(Supplied data)
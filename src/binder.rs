//! Instance document binder
//!
//! An instance document lists flat record layouts: components, each with
//! named fields carrying a declared byte size and an engine type name. The
//! binder resolves every field against a loaded metaschema registry and
//! validates declared sizes against the metaschema's expected sizes.
//! Per-field overrides claimed by the metaschema (or any of its ancestors)
//! take precedence and are exempt from size validation.

use tracing::debug;

use indexmap::IndexMap;

use crate::catalog::SchemaCatalog;
use crate::error::{Result, SchemaError};
use crate::tree::Element;
use crate::types::TypeRef;

/// One resolved field of a bound component
#[derive(Debug, Clone)]
pub struct BoundField {
    pub name: String,
    pub declared_size: u32,
    pub ty: TypeRef,
}

/// One record layout with its fields in document order
#[derive(Debug, Clone)]
pub struct BoundComponent {
    pub name: String,
    pub fields: Vec<BoundField>,
}

/// The result of binding an instance document against a metaschema
#[derive(Debug, Clone)]
pub struct InstanceSchema {
    metaschema_id: String,
    components: IndexMap<String, BoundComponent>,
}

impl InstanceSchema {
    /// Id of the metaschema the instance was bound against
    pub fn metaschema_id(&self) -> &str {
        &self.metaschema_id
    }

    pub fn get(&self, kind: &str) -> Option<&BoundComponent> {
        self.components.get(kind)
    }

    /// Bound components in document order
    pub fn components(&self) -> impl Iterator<Item = &BoundComponent> {
        self.components.values()
    }

    pub fn len(&self) -> usize {
        self.components.len()
    }

    pub fn is_empty(&self) -> bool {
        self.components.is_empty()
    }
}

/// Bind an instance document against the metaschema registered under
/// `metaschema_id`, resolving and size-checking every field
pub fn bind_instance(
    catalog: &SchemaCatalog,
    metaschema_id: &str,
    root: &Element,
) -> Result<InstanceSchema> {
    let metaschema = catalog
        .get(metaschema_id)
        .ok_or_else(|| SchemaError::UnknownSchema {
            id: metaschema_id.to_string(),
        })?;

    if root.tag != "Schema" {
        return Err(SchemaError::UnexpectedRoot {
            expected: "Schema",
            found: root.tag.clone(),
        });
    }

    let mut components = IndexMap::new();

    for child in &root.children {
        let component_name = child.require("component_name")?;
        let mut fields = Vec::with_capacity(child.children.len());

        for var in &child.children {
            let field_name = var.require("name")?;
            let raw_size = var.require("size")?;
            let declared_size: u32 =
                raw_size.parse().map_err(|_| SchemaError::InvalidAttribute {
                    element: var.tag.clone(),
                    attribute: "size".to_string(),
                    value: raw_size.to_string(),
                })?;

            // An override claims the field outright, size check and all
            let ty = match metaschema.get_override(catalog, component_name, field_name)? {
                Some(override_type) => override_type,
                None => {
                    let type_name = var.require("type")?.trim();
                    let field_type = metaschema.get_type(catalog, type_name)?;
                    let expected = field_type.expected_size().unwrap_or(0);
                    if expected != declared_size {
                        return Err(SchemaError::SizeMismatch {
                            type_name: field_type.name().to_string(),
                            field: field_name.to_string(),
                            component: component_name.to_string(),
                            expected,
                            actual: declared_size,
                        });
                    }
                    field_type
                }
            };

            fields.push(BoundField {
                name: field_name.to_string(),
                declared_size,
                ty,
            });
        }

        components.insert(
            component_name.to_string(),
            BoundComponent {
                name: component_name.to_string(),
                fields,
            },
        );
    }

    debug!(
        metaschema = %metaschema_id,
        components = components.len(),
        "bound instance document"
    );

    Ok(InstanceSchema {
        metaschema_id: metaschema_id.to_string(),
        components,
    })
}

#[cfg(test)]
mod tests {
    use super::*;
    use crate::loader::load_document;

    fn sized_primitive(name: &str, scalar: &str, size: &str) -> Element {
        Element::new("Primitive")
            .attr("name", name)
            .attr("type", scalar)
            .attr("size", size)
    }

    fn metaschema_catalog() -> SchemaCatalog {
        let mut catalog = SchemaCatalog::new();
        let doc = Element::new("Schema")
            .attr("id", "ecs")
            .attr("sized", "1")
            .child(sized_primitive("int", "int", "4"))
            .child(sized_primitive("float", "float", "4"))
            .child(sized_primitive("double", "double", "8"))
            .child(
                Element::new("Object")
                    .attr("name", "LensValue<int>")
                    .attr("size", "12")
                    .child(Element::new("field").attr("name", "value").attr("predef", "int")),
            )
            .child(
                Element::new("SchemaOverrides").child(
                    Element::new("Override")
                        .attr("component", "AudioComponent")
                        .attr("var", "volume")
                        .attr("override_type", "double"),
                ),
            );
        load_document(&mut catalog, &doc).unwrap();
        catalog
    }

    fn var(name: &str, size: &str, type_name: &str) -> Element {
        Element::new("var")
            .attr("name", name)
            .attr("size", size)
            .attr("type", type_name)
    }

    #[test]
    fn test_bind_resolves_types_and_sizes() {
        let catalog = metaschema_catalog();
        let instance = Element::new("Schema").child(
            Element::new("component")
                .attr("component_name", "TransformComponent")
                .child(var("x", "4", "float"))
                .child(var("y", "4", "float"))
                .child(var("frames", "4", "int")),
        );

        let bound = bind_instance(&catalog, "ecs", &instance).unwrap();
        assert_eq!(bound.metaschema_id(), "ecs");
        assert_eq!(bound.len(), 1);

        let component = bound.get("TransformComponent").unwrap();
        assert_eq!(component.name, "TransformComponent");
        let names: Vec<_> = component.fields.iter().map(|f| f.name.as_str()).collect();
        assert_eq!(names, vec!["x", "y", "frames"]);
        assert_eq!(component.fields[0].ty.name(), "float");
        assert_eq!(component.fields[0].declared_size, 4);
        assert_eq!(component.fields[2].ty.name(), "int");
    }

    #[test]
    fn test_type_attribute_is_trimmed() {
        let catalog = metaschema_catalog();
        let instance = Element::new("Schema").child(
            Element::new("component")
                .attr("component_name", "TransformComponent")
                .child(var("x", "4", " float ")),
        );

        let bound = bind_instance(&catalog, "ecs", &instance).unwrap();
        assert_eq!(
            bound.get("TransformComponent").unwrap().fields[0].ty.name(),
            "float"
        );
    }

    #[test]
    fn test_bracketed_type_names_resolve() {
        let catalog = metaschema_catalog();
        let instance = Element::new("Schema").child(
            Element::new("component")
                .attr("component_name", "StatsComponent")
                .child(var("score", "12", "LensValue[int]")),
        );

        let bound = bind_instance(&catalog, "ecs", &instance).unwrap();
        assert_eq!(
            bound.get("StatsComponent").unwrap().fields[0].ty.name(),
            "LensValue<int>"
        );
    }

    #[test]
    fn test_size_mismatch_carries_full_context() {
        let catalog = metaschema_catalog();
        let instance = Element::new("Schema").child(
            Element::new("component")
                .attr("component_name", "TransformComponent")
                .child(var("x", "8", "float")),
        );

        match bind_instance(&catalog, "ecs", &instance) {
            Err(SchemaError::SizeMismatch {
                type_name,
                field,
                component,
                expected,
                actual,
            }) => {
                assert_eq!(type_name, "float");
                assert_eq!(field, "x");
                assert_eq!(component, "TransformComponent");
                assert_eq!(expected, 4);
                assert_eq!(actual, 8);
            }
            other => panic!("Expected SizeMismatch, got {:?}", other),
        }
    }

    #[test]
    fn test_size_mismatch_message_format() {
        let catalog = metaschema_catalog();
        let instance = Element::new("Schema").child(
            Element::new("component")
                .attr("component_name", "TransformComponent")
                .child(var("x", "8", "float")),
        );

        let err = bind_instance(&catalog, "ecs", &instance).unwrap_err();
        assert_eq!(
            err.to_string(),
            "Type size mismatch: metaschema-defined type 'float' expects size to be 4, \
             but actual size of field 'x' in component 'TransformComponent' is 8"
        );
    }

    #[test]
    fn test_override_skips_size_check() {
        let catalog = metaschema_catalog();
        // double expects 8, but the override claims the field outright
        let instance = Element::new("Schema").child(
            Element::new("component")
                .attr("component_name", "AudioComponent")
                .child(var("volume", "2", "int")),
        );

        let bound = bind_instance(&catalog, "ecs", &instance).unwrap();
        let field = &bound.get("AudioComponent").unwrap().fields[0];
        assert_eq!(field.ty.name(), "double");
        assert_eq!(field.declared_size, 2);
    }

    #[test]
    fn test_overridden_field_does_not_need_a_type_attribute() {
        let catalog = metaschema_catalog();
        let instance = Element::new("Schema").child(
            Element::new("component")
                .attr("component_name", "AudioComponent")
                .child(Element::new("var").attr("name", "volume").attr("size", "2")),
        );

        let bound = bind_instance(&catalog, "ecs", &instance).unwrap();
        assert_eq!(
            bound.get("AudioComponent").unwrap().fields[0].ty.name(),
            "double"
        );
    }

    #[test]
    fn test_ancestor_override_applies() {
        let mut catalog = metaschema_catalog();
        let game = Element::new("Schema").attr("id", "game").attr("inherit", "ecs");
        load_document(&mut catalog, &game).unwrap();

        let instance = Element::new("Schema").child(
            Element::new("component")
                .attr("component_name", "AudioComponent")
                .child(var("volume", "2", "int")),
        );

        let bound = bind_instance(&catalog, "game", &instance).unwrap();
        assert_eq!(
            bound.get("AudioComponent").unwrap().fields[0].ty.name(),
            "double"
        );
    }

    #[test]
    fn test_unknown_metaschema() {
        let catalog = SchemaCatalog::new();
        let instance = Element::new("Schema");

        match bind_instance(&catalog, "ecs", &instance) {
            Err(SchemaError::UnknownSchema { id }) => assert_eq!(id, "ecs"),
            other => panic!("Expected UnknownSchema, got {:?}", other),
        }
    }

    #[test]
    fn test_unexpected_root() {
        let catalog = metaschema_catalog();
        let instance = Element::new("Layout");

        match bind_instance(&catalog, "ecs", &instance) {
            Err(SchemaError::UnexpectedRoot { expected, found }) => {
                assert_eq!(expected, "Schema");
                assert_eq!(found, "Layout");
            }
            other => panic!("Expected UnexpectedRoot, got {:?}", other),
        }
    }

    #[test]
    fn test_unregistered_type() {
        let catalog = metaschema_catalog();
        let instance = Element::new("Schema").child(
            Element::new("component")
                .attr("component_name", "PhysicsComponent")
                .child(var("body", "16", "b2Body")),
        );

        match bind_instance(&catalog, "ecs", &instance) {
            Err(SchemaError::UnregisteredType { name }) => assert_eq!(name, "b2Body"),
            other => panic!("Expected UnregisteredType, got {:?}", other),
        }
    }

    #[test]
    fn test_size_attribute_is_required() {
        let catalog = metaschema_catalog();
        let instance = Element::new("Schema").child(
            Element::new("component")
                .attr("component_name", "TransformComponent")
                .child(Element::new("var").attr("name", "x").attr("type", "float")),
        );

        match bind_instance(&catalog, "ecs", &instance) {
            Err(SchemaError::MissingAttribute { attribute, .. }) => assert_eq!(attribute, "size"),
            other => panic!("Expected MissingAttribute, got {:?}", other),
        }
    }

    #[test]
    fn test_type_without_expected_size_counts_as_zero() {
        let mut catalog = SchemaCatalog::new();
        // Not a sized registry, so no type carries an expected size
        let doc = Element::new("Schema")
            .attr("id", "ecs")
            .child(Element::new("Primitive").attr("name", "int").attr("type", "int"));
        load_document(&mut catalog, &doc).unwrap();

        let zero = Element::new("Schema").child(
            Element::new("component")
                .attr("component_name", "C")
                .child(var("a", "0", "int")),
        );
        assert!(bind_instance(&catalog, "ecs", &zero).is_ok());

        let nonzero = Element::new("Schema").child(
            Element::new("component")
                .attr("component_name", "C")
                .child(var("a", "4", "int")),
        );
        match bind_instance(&catalog, "ecs", &nonzero) {
            Err(SchemaError::SizeMismatch { expected, actual, .. }) => {
                assert_eq!(expected, 0);
                assert_eq!(actual, 4);
            }
            other => panic!("Expected SizeMismatch, got {:?}", other),
        }
    }

    #[test]
    fn test_component_order_is_preserved() {
        let catalog = metaschema_catalog();
        let instance = Element::new("Schema")
            .child(Element::new("component").attr("component_name", "B"))
            .child(Element::new("component").attr("component_name", "A"))
            .child(Element::new("component").attr("component_name", "C"));

        let bound = bind_instance(&catalog, "ecs", &instance).unwrap();
        let names: Vec<_> = bound.components().map(|c| c.name.as_str()).collect();
        assert_eq!(names, vec!["B", "A", "C"]);
    }
}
(End Supplied data)
§ **Exercise requirements**
A single figure is required: the number of lines in the entries above that include the word "every".

§ **The answer**
2